Unless we let them stand on our shoulders.  Unless we stand in the gap for them.  Unless we are their advocates.  As teachers, we have the incredible chance to be the first person to listen to their ideas - some of which are really good.  We could be the first person to tell them they could be a great writer or engineer or marketing exec some day.  We could be the first person to tell them they matter or we're happy to see them.  We could be the first person to unlock a talent or a passion or a skill they didn't know existed.  We could be the first person to show them how to lose gracefully. 

Chances are statistically solid that they don't sit down to meals with their parents.  That means they not only don't know how to use a knife and fork, but they don't know how to ask for the butter or make appropriate small talk with adults.  With school, homework, soccer, violin, swimming, dance, chess, and Cub Scouts, who has time to talk anyway? 

We are raising a whole generation of orphans.  They aren't the rag tag bread thieves of previous centuries.  They are scarred by divorce, relegated to the babysitting of technology.  They are perhaps the first generation of orphans made so by the choice of their parents.  When sex becomes recreational as opposed to procreational, children become inconvenient byproducts. 

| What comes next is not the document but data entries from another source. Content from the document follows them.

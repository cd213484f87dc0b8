//! # switchboard-client
//!
//! Reconnecting real-time session client.
//!
//! A [`Session`] keeps one WebSocket connection to the server alive across
//! flaky networks. It provides:
//! - Exponential backoff with jitter between reconnection attempts
//! - A bounded priority queue for messages sent while offline
//! - Heartbeat latency tracking and dead-connection detection
//! - Mid-session token refresh through a [`TokenSource`]
//! - Per-type subscriptions and correlated request/response
//!
//! ```rust,no_run
//! use serde_json::json;
//! use switchboard_client::{Message, SessionBuilder, SessionConfig};
//!
//! # async fn demo() -> switchboard_client::Result<()> {
//! let session = SessionBuilder::new(SessionConfig::new("wss://crm.example.com/ws"))
//!     .token_source(|| async { Some("token".to_string()) })
//!     .build()?;
//!
//! let _presence = session.subscribe("presence", |m| println!("{}", m.payload));
//! session.connect().await?;
//! session.send(Message::new("typing", json!({"thread": 7}))).await?;
//! let contact = session.request("get_contact", json!({"id": 42}), None).await?;
//! # let _ = contact;
//! # Ok(())
//! # }
//! ```

#![forbid(unsafe_code)]
#![warn(missing_docs)]

pub mod auth;
pub mod config;
pub mod dispatch;
pub mod error;
pub mod events;
pub mod metrics;
pub mod queue;
pub mod session;
pub mod transport;

pub use auth::{SharedTokenSource, TokenSource};
pub use config::{ReconnectSettings, SessionConfig};
pub use dispatch::{Dispatcher, Handler, PendingResponse, Subscription};
pub use error::{ClientError, Result};
pub use events::SessionEvent;
pub use metrics::{ConnectionMetrics, ConnectionState, ConnectionStatus};
pub use queue::PriorityQueue;
pub use session::{Session, SessionBuilder};
pub use switchboard_proto::{Message, Priority, CLOSE_AUTH_FAILED, CLOSE_NORMAL};
pub use transport::ReconnectConfig;
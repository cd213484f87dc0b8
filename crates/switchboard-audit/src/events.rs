//! Session audit event types.

use crate::error::{AuditError, Result};
use chrono::{DateTime, Utc};
use serde::{Deserialize, Serialize};
use std::fmt;
use uuid::Uuid;

/// Severity level for audit events.
#[derive(Debug, Clone, Copy, PartialEq, Eq, Hash, Serialize, Deserialize, PartialOrd, Ord)]
#[serde(rename_all = "lowercase")]
pub enum Severity {
    /// Informational event.
    Info = 0,
    /// Low severity (e.g., a scheduled reconnect).
    Low = 1,
    /// Medium severity (e.g., an abnormal closure).
    Medium = 2,
    /// High severity (e.g., authentication failure, reconnects exhausted).
    High = 3,
}

impl Severity {
    /// Returns the string representation of this severity.
    #[must_use]
    pub const fn as_str(&self) -> &'static str {
        match self {
            Self::Info => "info",
            Self::Low => "low",
            Self::Medium => "medium",
            Self::High => "high",
        }
    }
}

impl fmt::Display for Severity {
    fn fmt(&self, f: &mut fmt::Formatter<'_>) -> fmt::Result {
        write!(f, "{}", self.as_str())
    }
}

/// Session lifecycle event reported to the audit sink.
#[derive(Debug, Clone, PartialEq, Eq, Serialize, Deserialize)]
#[serde(tag = "type", rename_all = "snake_case")]
pub enum AuditEvent {
    /// A reconnection attempt was scheduled after a non-intentional close.
    ReconnectScheduled {
        /// Unique event identifier.
        event_id: Uuid,
        /// When the event occurred.
        timestamp: DateTime<Utc>,
        /// Severity level.
        severity: Severity,
        /// Client identifier of the session.
        client_id: Option<String>,
        /// Zero-based attempt number.
        attempt: u32,
        /// Delay before the attempt, including jitter.
        delay_ms: u64,
    },

    /// The socket closed with a code other than normal closure.
    AbnormalClosure {
        /// Unique event identifier.
        event_id: Uuid,
        /// When the event occurred.
        timestamp: DateTime<Utc>,
        /// Severity level.
        severity: Severity,
        /// Client identifier of the session.
        client_id: Option<String>,
        /// Close code, if the peer sent one.
        code: Option<u16>,
        /// Close reason or transport error.
        reason: String,
    },

    /// Authentication failed or the token could not be refreshed.
    AuthenticationFailure {
        /// Unique event identifier.
        event_id: Uuid,
        /// When the event occurred.
        timestamp: DateTime<Utc>,
        /// Severity level.
        severity: Severity,
        /// Client identifier of the session.
        client_id: Option<String>,
        /// Why authentication failed.
        reason: String,
    },

    /// Reconnection stopped after the configured number of attempts.
    ReconnectExhausted {
        /// Unique event identifier.
        event_id: Uuid,
        /// When the event occurred.
        timestamp: DateTime<Utc>,
        /// Severity level.
        severity: Severity,
        /// Client identifier of the session.
        client_id: Option<String>,
        /// Attempts made.
        attempts: u32,
    },
}

impl AuditEvent {
    /// Creates a reconnect-scheduled event.
    #[must_use]
    pub fn reconnect_scheduled(attempt: u32, delay_ms: u64) -> Self {
        Self::ReconnectScheduled {
            event_id: Uuid::new_v4(),
            timestamp: Utc::now(),
            severity: Severity::Low,
            client_id: None,
            attempt,
            delay_ms,
        }
    }

    /// Creates an abnormal-closure event.
    #[must_use]
    pub fn abnormal_closure(code: Option<u16>, reason: impl Into<String>) -> Self {
        Self::AbnormalClosure {
            event_id: Uuid::new_v4(),
            timestamp: Utc::now(),
            severity: Severity::Medium,
            client_id: None,
            code,
            reason: reason.into(),
        }
    }

    /// Creates an authentication failure event.
    #[must_use]
    pub fn authentication_failure(reason: impl Into<String>) -> Self {
        Self::AuthenticationFailure {
            event_id: Uuid::new_v4(),
            timestamp: Utc::now(),
            severity: Severity::High,
            client_id: None,
            reason: reason.into(),
        }
    }

    /// Creates a reconnect-exhausted event.
    #[must_use]
    pub fn reconnect_exhausted(attempts: u32) -> Self {
        Self::ReconnectExhausted {
            event_id: Uuid::new_v4(),
            timestamp: Utc::now(),
            severity: Severity::High,
            client_id: None,
            attempts,
        }
    }

    /// Tags the event with the session's client identifier.
    #[must_use]
    pub fn with_client_id(mut self, id: impl Into<String>) -> Self {
        match &mut self {
            Self::ReconnectScheduled { client_id, .. }
            | Self::AbnormalClosure { client_id, .. }
            | Self::AuthenticationFailure { client_id, .. }
            | Self::ReconnectExhausted { client_id, .. } => *client_id = Some(id.into()),
        }
        self
    }

    /// Returns the event ID.
    #[must_use]
    pub const fn event_id(&self) -> Uuid {
        match self {
            Self::ReconnectScheduled { event_id, .. }
            | Self::AbnormalClosure { event_id, .. }
            | Self::AuthenticationFailure { event_id, .. }
            | Self::ReconnectExhausted { event_id, .. } => *event_id,
        }
    }

    /// Returns the event timestamp.
    #[must_use]
    pub const fn timestamp(&self) -> DateTime<Utc> {
        match self {
            Self::ReconnectScheduled { timestamp, .. }
            | Self::AbnormalClosure { timestamp, .. }
            | Self::AuthenticationFailure { timestamp, .. }
            | Self::ReconnectExhausted { timestamp, .. } => *timestamp,
        }
    }

    /// Returns the severity level.
    #[must_use]
    pub const fn severity(&self) -> Severity {
        match self {
            Self::ReconnectScheduled { severity, .. }
            | Self::AbnormalClosure { severity, .. }
            | Self::AuthenticationFailure { severity, .. }
            | Self::ReconnectExhausted { severity, .. } => *severity,
        }
    }

    /// Returns the client identifier, if tagged.
    #[must_use]
    pub fn client_id(&self) -> Option<&str> {
        match self {
            Self::ReconnectScheduled { client_id, .. }
            | Self::AbnormalClosure { client_id, .. }
            | Self::AuthenticationFailure { client_id, .. }
            | Self::ReconnectExhausted { client_id, .. } => client_id.as_deref(),
        }
    }

    /// Returns the event type as a string.
    #[must_use]
    pub const fn event_type(&self) -> &'static str {
        match self {
            Self::ReconnectScheduled { .. } => "reconnect_scheduled",
            Self::AbnormalClosure { .. } => "abnormal_closure",
            Self::AuthenticationFailure { .. } => "authentication_failure",
            Self::ReconnectExhausted { .. } => "reconnect_exhausted",
        }
    }

    /// Serializes the event to JSON.
    ///
    /// # Errors
    ///
    /// Returns an error if serialization fails.
    pub fn to_json(&self) -> Result<String> {
        serde_json::to_string(self).map_err(AuditError::from)
    }
}

#[cfg(test)]
mod tests {
    use super::*;
    use test_case::test_case;

    #[test]
    fn severity_ordering() {
        assert!(Severity::Info < Severity::Low);
        assert!(Severity::Low < Severity::Medium);
        assert!(Severity::Medium < Severity::High);
    }

    #[test]
    fn severity_serialization() {
        let json = serde_json::to_string(&Severity::Medium).unwrap();
        assert_eq!(json, "\"medium\"");
    }

    #[test_case(AuditEvent::reconnect_scheduled(2, 2250), "reconnect_scheduled", Severity::Low)]
    #[test_case(AuditEvent::abnormal_closure(Some(1006), "reset"), "abnormal_closure", Severity::Medium)]
    #[test_case(AuditEvent::authentication_failure("expired"), "authentication_failure", Severity::High)]
    #[test_case(AuditEvent::reconnect_exhausted(10), "reconnect_exhausted", Severity::High)]
    fn event_type_and_severity(event: AuditEvent, event_type: &str, severity: Severity) {
        assert_eq!(event.event_type(), event_type);
        assert_eq!(event.severity(), severity);
    }

    #[test]
    fn with_client_id_tags_event() {
        let event = AuditEvent::abnormal_closure(None, "socket error").with_client_id("crm-web");
        assert_eq!(event.client_id(), Some("crm-web"));
    }

    #[test]
    fn event_serialization_roundtrip() {
        let event = AuditEvent::reconnect_scheduled(0, 1100).with_client_id("crm-web");
        let json = event.to_json().unwrap();
        assert!(json.contains("\"type\":\"reconnect_scheduled\""));

        let parsed: AuditEvent = serde_json::from_str(&json).unwrap();
        assert_eq!(parsed, event);
        assert_eq!(parsed.event_id(), event.event_id());
    }
}
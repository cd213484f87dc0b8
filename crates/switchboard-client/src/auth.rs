//! Token refresh callback.

use std::future::Future;
use std::sync::Arc;

use futures::future::BoxFuture;
use futures::FutureExt;

/// Source of fresh auth tokens.
///
/// Called before every connection attempt and whenever the server sends
/// `auth_required`. `None` means the refresh failed.
///
/// Any `Fn() -> impl Future<Output = Option<String>>` closure is a token
/// source:
///
/// ```rust
/// use std::sync::Arc;
/// use switchboard_client::auth::TokenSource;
///
/// let source: Arc<dyn TokenSource> = Arc::new(|| async { Some("tok".to_string()) });
/// ```
pub trait TokenSource: Send + Sync {
    /// Fetch a fresh token.
    fn refresh(&self) -> BoxFuture<'static, Option<String>>;
}

impl<F, Fut> TokenSource for F
where
    F: Fn() -> Fut + Send + Sync,
    Fut: Future<Output = Option<String>> + Send + 'static,
{
    fn refresh(&self) -> BoxFuture<'static, Option<String>> {
        (self)().boxed()
    }
}

/// Shared handle to a token source.
pub type SharedTokenSource = Arc<dyn TokenSource>;
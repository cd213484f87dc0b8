//! Session configuration.
//!
//! Configuration for a Switchboard session, loaded from TOML (or JSON for
//! files ending in `.json`), including:
//! - Server URL and client identification
//! - Static auth token
//! - Reconnection backoff
//! - Heartbeat, connection and request timeouts
//! - Outbound queue and latency window sizes

use std::path::Path;
use std::time::Duration;

use serde::{Deserialize, Serialize};

use crate::error::ClientError;
use crate::transport::ReconnectConfig;

fn default_client_id() -> String {
    "switchboard".to_string()
}

fn default_client_version() -> String {
    env!("CARGO_PKG_VERSION").to_string()
}

const fn default_heartbeat_interval_ms() -> u64 {
    30_000
}

const fn default_max_missed_heartbeats() -> u32 {
    3
}

const fn default_connect_timeout_ms() -> u64 {
    10_000
}

const fn default_request_timeout_ms() -> u64 {
    30_000
}

const fn default_queue_capacity() -> usize {
    1000
}

const fn default_latency_window() -> usize {
    100
}

fn is_json(path: &Path) -> bool {
    path.extension().is_some_and(|ext| ext.eq_ignore_ascii_case("json"))
}

/// Reconnection backoff settings, in milliseconds.
#[derive(Debug, Clone, Serialize, Deserialize, PartialEq)]
#[serde(default)]
pub struct ReconnectSettings {
    /// Delay before the first reconnection attempt.
    pub base_interval_ms: u64,
    /// Exponential growth factor per attempt.
    pub decay: f64,
    /// Upper bound on the delay before jitter.
    pub max_interval_ms: u64,
    /// Maximum number of attempts (None = unbounded).
    pub max_attempts: Option<u32>,
    /// Random jitter as a fraction of the delay, in `[0, 1]`.
    pub jitter: f64,
}

impl Default for ReconnectSettings {
    fn default() -> Self {
        Self {
            base_interval_ms: 1000,
            decay: 1.5,
            max_interval_ms: 30_000,
            max_attempts: None,
            jitter: 0.3,
        }
    }
}

impl From<&ReconnectSettings> for ReconnectConfig {
    fn from(settings: &ReconnectSettings) -> Self {
        Self {
            base_interval: Duration::from_millis(settings.base_interval_ms),
            decay: settings.decay,
            max_interval: Duration::from_millis(settings.max_interval_ms),
            max_attempts: settings.max_attempts,
            jitter: settings.jitter,
        }
    }
}

/// Main session configuration.
#[derive(Debug, Clone, Serialize, Deserialize, PartialEq)]
pub struct SessionConfig {
    /// Server WebSocket URL.
    pub url: String,
    /// Client identifier sent as the `clientId` query parameter.
    #[serde(default = "default_client_id")]
    pub client_id: String,
    /// Client version sent as the `version` query parameter.
    #[serde(default = "default_client_version")]
    pub client_version: String,
    /// Static auth token, used until a token source yields a fresher one.
    #[serde(default, skip_serializing_if = "Option::is_none")]
    pub token: Option<String>,
    /// Interval between heartbeat pings.
    #[serde(default = "default_heartbeat_interval_ms")]
    pub heartbeat_interval_ms: u64,
    /// Unanswered pings tolerated before the connection is considered dead.
    #[serde(default = "default_max_missed_heartbeats")]
    pub max_missed_heartbeats: u32,
    /// Time allowed for the socket to open.
    #[serde(default = "default_connect_timeout_ms")]
    pub connect_timeout_ms: u64,
    /// Default timeout for correlated requests.
    #[serde(default = "default_request_timeout_ms")]
    pub request_timeout_ms: u64,
    /// Maximum number of queued outbound messages.
    #[serde(default = "default_queue_capacity")]
    pub queue_capacity: usize,
    /// Number of latency samples kept for the rolling average.
    #[serde(default = "default_latency_window")]
    pub latency_window: usize,
    /// Reconnection backoff.
    #[serde(default)]
    pub reconnect: ReconnectSettings,
}

impl SessionConfig {
    /// Create a configuration for the given URL with default settings.
    #[must_use]
    pub fn new(url: impl Into<String>) -> Self {
        Self {
            url: url.into(),
            client_id: default_client_id(),
            client_version: default_client_version(),
            token: None,
            reconnect: ReconnectSettings::default(),
            heartbeat_interval_ms: default_heartbeat_interval_ms(),
            max_missed_heartbeats: default_max_missed_heartbeats(),
            connect_timeout_ms: default_connect_timeout_ms(),
            request_timeout_ms: default_request_timeout_ms(),
            queue_capacity: default_queue_capacity(),
            latency_window: default_latency_window(),
        }
    }

    /// Set the static auth token.
    #[must_use]
    pub fn with_token(mut self, token: impl Into<String>) -> Self {
        self.token = Some(token.into());
        self
    }

    /// Load configuration from a file.
    ///
    /// Files ending in `.json` are parsed as JSON, everything else as TOML.
    ///
    /// # Errors
    ///
    /// Returns an error if the file cannot be read, parsed or validated.
    pub fn from_file(path: impl AsRef<Path>) -> Result<Self, ClientError> {
        let path = path.as_ref();
        let content = std::fs::read_to_string(path).map_err(|e| {
            ClientError::Config(format!(
                "failed to read config file '{}': {}",
                path.display(),
                e
            ))
        })?;

        if is_json(path) {
            Self::from_json(&content)
        } else {
            Self::from_toml(&content)
        }
    }

    /// Parse configuration from a TOML string.
    ///
    /// # Errors
    ///
    /// Returns an error if the TOML is invalid or fails validation.
    pub fn from_toml(content: &str) -> Result<Self, ClientError> {
        let config: Self = toml::from_str(content)
            .map_err(|e| ClientError::Config(format!("invalid TOML: {e}")))?;

        config.validate()?;
        Ok(config)
    }

    /// Parse configuration from a JSON string.
    ///
    /// # Errors
    ///
    /// Returns an error if the JSON is invalid or fails validation.
    pub fn from_json(content: &str) -> Result<Self, ClientError> {
        let config: Self = serde_json::from_str(content)
            .map_err(|e| ClientError::Config(format!("invalid JSON: {e}")))?;

        config.validate()?;
        Ok(config)
    }

    /// Write the configuration to a file, creating parent directories.
    ///
    /// The format follows the extension, as in [`SessionConfig::from_file`].
    ///
    /// # Errors
    ///
    /// Returns an error if the file cannot be written.
    pub fn save(&self, path: impl AsRef<Path>) -> Result<(), ClientError> {
        let path = path.as_ref();
        if let Some(parent) = path.parent().filter(|p| !p.as_os_str().is_empty()) {
            std::fs::create_dir_all(parent)?;
        }
        let content = if is_json(path) {
            serde_json::to_string_pretty(self).map_err(|e| e.to_string())
        } else {
            toml::to_string_pretty(self).map_err(|e| e.to_string())
        }
        .map_err(|e| ClientError::Config(format!("failed to encode config: {e}")))?;
        std::fs::write(path, content)?;
        Ok(())
    }

    /// Validate the configuration.
    ///
    /// # Errors
    ///
    /// Returns an error if any configuration values are invalid.
    pub fn validate(&self) -> Result<(), ClientError> {
        if self.url.is_empty() {
            return Err(ClientError::Config("url cannot be empty".to_string()));
        }

        if !self.url.starts_with("ws://") && !self.url.starts_with("wss://") {
            return Err(ClientError::Config(
                "url must start with ws:// or wss://".to_string(),
            ));
        }

        url::Url::parse(&self.url)?;

        if self.client_id.is_empty() {
            return Err(ClientError::Config("client_id cannot be empty".to_string()));
        }

        if self.queue_capacity == 0 {
            return Err(ClientError::Config(
                "queue_capacity must be greater than 0".to_string(),
            ));
        }

        if self.latency_window == 0 {
            return Err(ClientError::Config(
                "latency_window must be greater than 0".to_string(),
            ));
        }

        if self.heartbeat_interval_ms == 0 {
            return Err(ClientError::Config(
                "heartbeat_interval_ms must be greater than 0".to_string(),
            ));
        }

        if self.connect_timeout_ms == 0 {
            return Err(ClientError::Config(
                "connect_timeout_ms must be greater than 0".to_string(),
            ));
        }

        if self.reconnect.base_interval_ms == 0 {
            return Err(ClientError::Config(
                "reconnect.base_interval_ms must be greater than 0".to_string(),
            ));
        }

        if self.reconnect.max_interval_ms < self.reconnect.base_interval_ms {
            return Err(ClientError::Config(
                "reconnect.max_interval_ms must be at least base_interval_ms".to_string(),
            ));
        }

        if !(self.reconnect.decay >= 1.0) {
            return Err(ClientError::Config(
                "reconnect.decay must be at least 1.0".to_string(),
            ));
        }

        if !(0.0..=1.0).contains(&self.reconnect.jitter) {
            return Err(ClientError::Config(
                "reconnect.jitter must be between 0 and 1".to_string(),
            ));
        }

        Ok(())
    }

    /// Backoff configuration for the transport.
    #[must_use]
    pub fn reconnect_config(&self) -> ReconnectConfig {
        ReconnectConfig::from(&self.reconnect)
    }

    /// Heartbeat ping interval.
    #[must_use]
    pub const fn heartbeat_interval(&self) -> Duration {
        Duration::from_millis(self.heartbeat_interval_ms)
    }

    /// Time allowed for the socket to open.
    #[must_use]
    pub const fn connect_timeout(&self) -> Duration {
        Duration::from_millis(self.connect_timeout_ms)
    }

    /// Default request timeout.
    #[must_use]
    pub const fn request_timeout(&self) -> Duration {
        Duration::from_millis(self.request_timeout_ms)
    }
}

Some days, they might not need to stand on your shoulders as much as stand in your shadow.  Life doesn't always dole out heavy loads to strong shoulders.  Sometimes children bear things they were never meant to, and they just need a little shade to rest in, or someone to hide behind when life seems downright terrifying.  We could be the only person standing between them and the carnivorous forces that would tear them apart.  We could be the only person on their team.  They might have busy or indifferent parents, no friends, no siblings who care about them.  We could be the one human being who stands up for them, who helps them get their first job or teaches them to look someone in the eye and shake their hand.  We could be the difference between defeat and victory in that child's life.

So please, before you get back to teaching them about square roots or what a gerund is - heaven knows that's important - remember to stand up for them, to plead their case, to let them stand on your shoulders.